Transcribe exactly the span of lines that begins the records and ends with the line holding "Bearer token for", both boundary lines included.
#### Extracted information
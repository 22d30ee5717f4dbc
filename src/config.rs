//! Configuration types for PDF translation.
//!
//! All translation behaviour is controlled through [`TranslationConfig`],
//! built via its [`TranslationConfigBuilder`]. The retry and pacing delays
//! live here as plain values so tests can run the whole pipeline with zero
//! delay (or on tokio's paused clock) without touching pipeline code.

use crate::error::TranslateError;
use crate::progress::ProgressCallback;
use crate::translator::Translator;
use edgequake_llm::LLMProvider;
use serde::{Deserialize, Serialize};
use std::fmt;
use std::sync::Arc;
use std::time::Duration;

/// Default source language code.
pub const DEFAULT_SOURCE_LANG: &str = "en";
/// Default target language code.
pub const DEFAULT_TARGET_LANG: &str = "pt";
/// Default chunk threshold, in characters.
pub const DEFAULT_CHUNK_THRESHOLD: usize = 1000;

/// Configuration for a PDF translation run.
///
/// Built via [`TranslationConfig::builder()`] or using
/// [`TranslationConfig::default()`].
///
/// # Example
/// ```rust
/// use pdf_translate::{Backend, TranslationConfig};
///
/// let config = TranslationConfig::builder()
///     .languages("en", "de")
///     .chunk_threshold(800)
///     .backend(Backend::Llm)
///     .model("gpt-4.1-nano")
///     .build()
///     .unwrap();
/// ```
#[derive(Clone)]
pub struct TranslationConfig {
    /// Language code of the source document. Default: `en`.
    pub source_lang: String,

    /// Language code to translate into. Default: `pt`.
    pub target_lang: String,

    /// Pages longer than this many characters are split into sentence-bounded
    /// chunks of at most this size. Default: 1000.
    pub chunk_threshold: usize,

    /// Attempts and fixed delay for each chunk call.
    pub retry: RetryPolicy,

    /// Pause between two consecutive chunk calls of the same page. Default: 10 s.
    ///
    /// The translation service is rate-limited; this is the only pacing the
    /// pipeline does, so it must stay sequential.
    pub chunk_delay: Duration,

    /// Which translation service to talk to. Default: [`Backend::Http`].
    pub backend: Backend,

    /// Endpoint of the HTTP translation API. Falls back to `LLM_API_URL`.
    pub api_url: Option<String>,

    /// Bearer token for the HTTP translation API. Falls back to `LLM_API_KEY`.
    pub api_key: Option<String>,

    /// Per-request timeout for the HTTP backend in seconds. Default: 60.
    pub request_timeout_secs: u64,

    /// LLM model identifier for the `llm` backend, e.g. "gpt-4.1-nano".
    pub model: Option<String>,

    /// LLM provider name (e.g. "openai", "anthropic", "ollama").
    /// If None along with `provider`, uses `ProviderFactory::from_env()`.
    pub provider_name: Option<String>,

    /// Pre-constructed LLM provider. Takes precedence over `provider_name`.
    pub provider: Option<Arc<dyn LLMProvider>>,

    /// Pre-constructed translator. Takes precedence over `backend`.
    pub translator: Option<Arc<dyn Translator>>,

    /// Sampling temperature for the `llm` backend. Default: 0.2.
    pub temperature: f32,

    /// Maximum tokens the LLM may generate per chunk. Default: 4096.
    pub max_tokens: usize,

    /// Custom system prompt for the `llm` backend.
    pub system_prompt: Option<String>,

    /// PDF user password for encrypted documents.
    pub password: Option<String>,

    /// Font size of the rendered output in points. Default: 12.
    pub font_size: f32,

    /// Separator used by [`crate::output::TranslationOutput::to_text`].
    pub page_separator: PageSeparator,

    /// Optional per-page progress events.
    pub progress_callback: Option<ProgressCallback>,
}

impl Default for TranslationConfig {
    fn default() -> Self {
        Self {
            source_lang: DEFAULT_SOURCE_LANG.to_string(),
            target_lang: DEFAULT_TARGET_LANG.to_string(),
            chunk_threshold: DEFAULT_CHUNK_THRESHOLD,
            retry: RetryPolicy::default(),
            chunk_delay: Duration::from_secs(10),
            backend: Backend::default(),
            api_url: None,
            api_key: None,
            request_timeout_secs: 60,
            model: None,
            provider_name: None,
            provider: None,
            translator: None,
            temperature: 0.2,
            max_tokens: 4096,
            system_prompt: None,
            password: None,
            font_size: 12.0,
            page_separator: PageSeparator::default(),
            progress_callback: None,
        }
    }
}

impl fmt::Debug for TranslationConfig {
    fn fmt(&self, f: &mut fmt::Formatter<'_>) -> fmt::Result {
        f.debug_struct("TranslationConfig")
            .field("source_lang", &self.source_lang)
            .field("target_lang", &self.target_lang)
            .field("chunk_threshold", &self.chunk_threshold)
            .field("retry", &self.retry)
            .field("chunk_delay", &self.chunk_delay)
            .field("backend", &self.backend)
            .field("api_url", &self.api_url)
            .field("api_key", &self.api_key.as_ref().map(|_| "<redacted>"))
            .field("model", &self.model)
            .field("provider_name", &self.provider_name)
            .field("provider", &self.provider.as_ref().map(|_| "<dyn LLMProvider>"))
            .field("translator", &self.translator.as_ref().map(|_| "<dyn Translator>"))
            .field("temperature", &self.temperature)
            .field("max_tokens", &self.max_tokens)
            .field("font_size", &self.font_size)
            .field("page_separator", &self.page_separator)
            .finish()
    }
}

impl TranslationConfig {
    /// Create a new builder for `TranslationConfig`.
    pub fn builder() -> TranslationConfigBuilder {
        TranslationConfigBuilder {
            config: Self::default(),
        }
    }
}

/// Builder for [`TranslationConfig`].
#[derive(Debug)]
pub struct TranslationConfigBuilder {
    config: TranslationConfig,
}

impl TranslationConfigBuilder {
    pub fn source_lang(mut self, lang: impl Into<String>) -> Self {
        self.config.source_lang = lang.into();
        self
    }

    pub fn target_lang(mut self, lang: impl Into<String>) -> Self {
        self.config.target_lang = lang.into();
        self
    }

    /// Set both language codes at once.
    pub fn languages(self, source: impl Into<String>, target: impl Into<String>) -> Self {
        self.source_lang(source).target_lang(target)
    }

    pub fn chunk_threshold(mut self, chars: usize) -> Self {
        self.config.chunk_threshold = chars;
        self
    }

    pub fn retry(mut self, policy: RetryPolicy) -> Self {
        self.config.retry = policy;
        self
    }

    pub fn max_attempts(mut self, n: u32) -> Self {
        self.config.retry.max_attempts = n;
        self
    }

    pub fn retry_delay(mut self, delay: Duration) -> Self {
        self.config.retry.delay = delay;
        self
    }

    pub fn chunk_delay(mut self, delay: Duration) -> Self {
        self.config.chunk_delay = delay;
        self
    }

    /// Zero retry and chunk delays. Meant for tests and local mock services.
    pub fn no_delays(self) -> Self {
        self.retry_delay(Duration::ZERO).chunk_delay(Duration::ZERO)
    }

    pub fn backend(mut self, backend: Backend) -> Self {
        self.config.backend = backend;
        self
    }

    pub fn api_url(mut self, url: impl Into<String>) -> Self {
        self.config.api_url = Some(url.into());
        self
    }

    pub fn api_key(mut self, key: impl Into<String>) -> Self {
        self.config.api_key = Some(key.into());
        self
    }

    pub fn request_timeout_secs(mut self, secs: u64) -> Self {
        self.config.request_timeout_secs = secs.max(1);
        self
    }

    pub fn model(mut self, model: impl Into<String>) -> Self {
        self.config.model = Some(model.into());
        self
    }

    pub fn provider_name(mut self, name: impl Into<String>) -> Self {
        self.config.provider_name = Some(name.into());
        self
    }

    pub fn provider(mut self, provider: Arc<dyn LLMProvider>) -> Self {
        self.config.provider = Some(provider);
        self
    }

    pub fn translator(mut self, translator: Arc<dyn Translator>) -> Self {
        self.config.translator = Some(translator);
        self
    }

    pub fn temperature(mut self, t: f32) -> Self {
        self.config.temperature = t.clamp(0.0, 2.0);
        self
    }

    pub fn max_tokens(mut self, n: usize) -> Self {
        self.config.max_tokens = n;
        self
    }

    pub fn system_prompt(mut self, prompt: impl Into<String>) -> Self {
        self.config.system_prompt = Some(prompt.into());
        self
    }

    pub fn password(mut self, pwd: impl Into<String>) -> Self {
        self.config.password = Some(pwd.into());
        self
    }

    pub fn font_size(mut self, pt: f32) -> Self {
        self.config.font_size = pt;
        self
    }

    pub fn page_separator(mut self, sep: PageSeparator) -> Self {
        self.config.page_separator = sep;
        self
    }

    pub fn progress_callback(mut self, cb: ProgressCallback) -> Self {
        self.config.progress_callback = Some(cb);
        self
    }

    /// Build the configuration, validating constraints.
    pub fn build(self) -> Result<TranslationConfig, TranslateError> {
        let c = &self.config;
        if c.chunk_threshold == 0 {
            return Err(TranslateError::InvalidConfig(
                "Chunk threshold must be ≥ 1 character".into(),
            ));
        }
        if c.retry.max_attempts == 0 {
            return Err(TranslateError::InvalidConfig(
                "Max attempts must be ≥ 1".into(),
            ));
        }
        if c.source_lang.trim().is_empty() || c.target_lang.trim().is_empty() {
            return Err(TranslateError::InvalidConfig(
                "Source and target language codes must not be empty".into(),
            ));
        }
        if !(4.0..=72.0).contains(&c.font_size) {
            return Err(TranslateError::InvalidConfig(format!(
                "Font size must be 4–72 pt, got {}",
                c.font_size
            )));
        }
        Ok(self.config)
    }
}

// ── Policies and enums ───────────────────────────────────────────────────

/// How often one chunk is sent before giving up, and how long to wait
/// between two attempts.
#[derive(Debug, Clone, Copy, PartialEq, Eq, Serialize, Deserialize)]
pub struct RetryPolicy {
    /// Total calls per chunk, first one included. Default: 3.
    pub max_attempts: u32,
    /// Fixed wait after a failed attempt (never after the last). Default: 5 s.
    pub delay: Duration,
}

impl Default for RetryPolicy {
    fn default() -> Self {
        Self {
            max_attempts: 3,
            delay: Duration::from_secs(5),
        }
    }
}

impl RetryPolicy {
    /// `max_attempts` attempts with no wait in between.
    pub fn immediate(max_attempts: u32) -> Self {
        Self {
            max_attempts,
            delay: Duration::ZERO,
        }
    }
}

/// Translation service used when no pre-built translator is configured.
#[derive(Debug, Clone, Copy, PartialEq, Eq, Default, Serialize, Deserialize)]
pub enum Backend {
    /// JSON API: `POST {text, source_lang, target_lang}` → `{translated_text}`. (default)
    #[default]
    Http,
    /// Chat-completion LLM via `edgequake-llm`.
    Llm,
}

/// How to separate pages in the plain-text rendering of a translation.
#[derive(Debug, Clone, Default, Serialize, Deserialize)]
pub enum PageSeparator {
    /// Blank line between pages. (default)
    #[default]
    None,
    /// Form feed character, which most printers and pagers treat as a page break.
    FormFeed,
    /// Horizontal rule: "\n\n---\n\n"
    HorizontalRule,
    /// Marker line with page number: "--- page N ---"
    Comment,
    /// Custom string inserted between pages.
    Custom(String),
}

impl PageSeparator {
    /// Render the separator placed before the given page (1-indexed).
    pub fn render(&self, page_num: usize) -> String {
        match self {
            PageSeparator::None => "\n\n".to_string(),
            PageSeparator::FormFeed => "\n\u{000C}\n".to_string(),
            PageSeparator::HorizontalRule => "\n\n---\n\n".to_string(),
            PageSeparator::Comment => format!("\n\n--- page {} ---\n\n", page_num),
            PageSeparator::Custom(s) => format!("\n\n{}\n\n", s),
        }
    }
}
########
Written answer:
repository 22d30ee5717f4dbc
filename src/config.rs
//! Configuration types for PDF translation.
//!
//! All translation behaviour is controlled through [`TranslationConfig`],
//! built via its [`TranslationConfigBuilder`]. The retry and pacing delays
//! live here as plain values so tests can run the whole pipeline with zero
//! delay (or on tokio's paused clock) without touching pipeline code.

use crate::error::TranslateError;
use crate::progress::ProgressCallback;
use crate::translator::Translator;
use edgequake_llm::LLMProvider;
use serde::{Deserialize, Serialize};
use std::fmt;
use std::sync::Arc;
use std::time::Duration;

/// Default source language code.
pub const DEFAULT_SOURCE_LANG: &str = "en";
/// Default target language code.
pub const DEFAULT_TARGET_LANG: &str = "pt";
/// Default chunk threshold, in characters.
pub const DEFAULT_CHUNK_THRESHOLD: usize = 1000;

/// Configuration for a PDF translation run.
///
/// Built via [`TranslationConfig::builder()`] or using
/// [`TranslationConfig::default()`].
///
/// # Example
/// ```rust
/// use pdf_translate::{Backend, TranslationConfig};
///
/// let config = TranslationConfig::builder()
///     .languages("en", "de")
///     .chunk_threshold(800)
///     .backend(Backend::Llm)
///     .model("gpt-4.1-nano")
///     .build()
///     .unwrap();
/// ```
#[derive(Clone)]
pub struct TranslationConfig {
    /// Language code of the source document. Default: `en`.
    pub source_lang: String,

    /// Language code to translate into. Default: `pt`.
    pub target_lang: String,

    /// Pages longer than this many characters are split into sentence-bounded
    /// chunks of at most this size. Default: 1000.
    pub chunk_threshold: usize,

    /// Attempts and fixed delay for each chunk call.
    pub retry: RetryPolicy,

    /// Pause between two consecutive chunk calls of the same page. Default: 10 s.
    ///
    /// The translation service is rate-limited; this is the only pacing the
    /// pipeline does, so it must stay sequential.
    pub chunk_delay: Duration,

    /// Which translation service to talk to. Default: [`Backend::Http`].
    pub backend: Backend,

    /// Endpoint of the HTTP translation API. Falls back to `LLM_API_URL`.
    pub api_url: Option<String>,

    /// Bearer token for the HTTP translation API. Falls back to `LLM_API_KEY`.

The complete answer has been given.